## Task description
Below are the entries; return every line among them that holds the word "models".

Records to process: Begin

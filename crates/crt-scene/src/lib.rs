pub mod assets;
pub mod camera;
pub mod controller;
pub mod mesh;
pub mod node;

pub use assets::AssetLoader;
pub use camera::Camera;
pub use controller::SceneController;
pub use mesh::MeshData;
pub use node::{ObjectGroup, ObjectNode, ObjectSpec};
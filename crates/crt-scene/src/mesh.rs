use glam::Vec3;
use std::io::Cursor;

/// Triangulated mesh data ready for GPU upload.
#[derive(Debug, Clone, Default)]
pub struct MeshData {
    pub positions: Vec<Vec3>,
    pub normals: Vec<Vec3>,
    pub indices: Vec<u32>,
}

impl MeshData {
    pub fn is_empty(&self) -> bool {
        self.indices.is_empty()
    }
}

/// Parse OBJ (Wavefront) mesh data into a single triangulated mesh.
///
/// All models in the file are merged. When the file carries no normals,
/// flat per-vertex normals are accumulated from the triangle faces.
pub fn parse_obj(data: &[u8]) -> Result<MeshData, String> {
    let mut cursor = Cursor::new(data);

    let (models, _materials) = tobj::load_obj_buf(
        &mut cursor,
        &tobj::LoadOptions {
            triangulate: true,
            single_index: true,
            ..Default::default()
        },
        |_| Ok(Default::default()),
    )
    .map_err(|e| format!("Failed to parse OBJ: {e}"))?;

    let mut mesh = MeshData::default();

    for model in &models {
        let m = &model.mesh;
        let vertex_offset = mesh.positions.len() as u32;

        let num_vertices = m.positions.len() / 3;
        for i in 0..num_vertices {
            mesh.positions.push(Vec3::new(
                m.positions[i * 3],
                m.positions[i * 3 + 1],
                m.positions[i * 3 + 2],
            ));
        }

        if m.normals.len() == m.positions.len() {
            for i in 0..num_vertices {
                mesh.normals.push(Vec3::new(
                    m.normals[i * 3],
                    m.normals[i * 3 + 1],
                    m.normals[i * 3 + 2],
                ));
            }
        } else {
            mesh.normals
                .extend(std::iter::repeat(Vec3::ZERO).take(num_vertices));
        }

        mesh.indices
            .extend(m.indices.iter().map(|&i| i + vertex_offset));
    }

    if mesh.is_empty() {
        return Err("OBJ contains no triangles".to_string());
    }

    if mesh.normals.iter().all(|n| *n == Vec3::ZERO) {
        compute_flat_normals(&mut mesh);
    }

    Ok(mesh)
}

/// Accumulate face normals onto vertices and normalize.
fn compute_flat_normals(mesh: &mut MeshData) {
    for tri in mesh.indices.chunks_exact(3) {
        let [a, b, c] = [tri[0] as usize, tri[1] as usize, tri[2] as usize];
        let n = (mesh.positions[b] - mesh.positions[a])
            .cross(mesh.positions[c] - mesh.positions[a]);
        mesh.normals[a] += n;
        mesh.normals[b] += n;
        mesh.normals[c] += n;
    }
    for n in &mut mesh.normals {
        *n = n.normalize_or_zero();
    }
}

Records to process: End

## Output of the task
/// All models in the file are merged. When the file carries no normals,
    let (models, _materials) = tobj::load_obj_buf(
    for model in &models {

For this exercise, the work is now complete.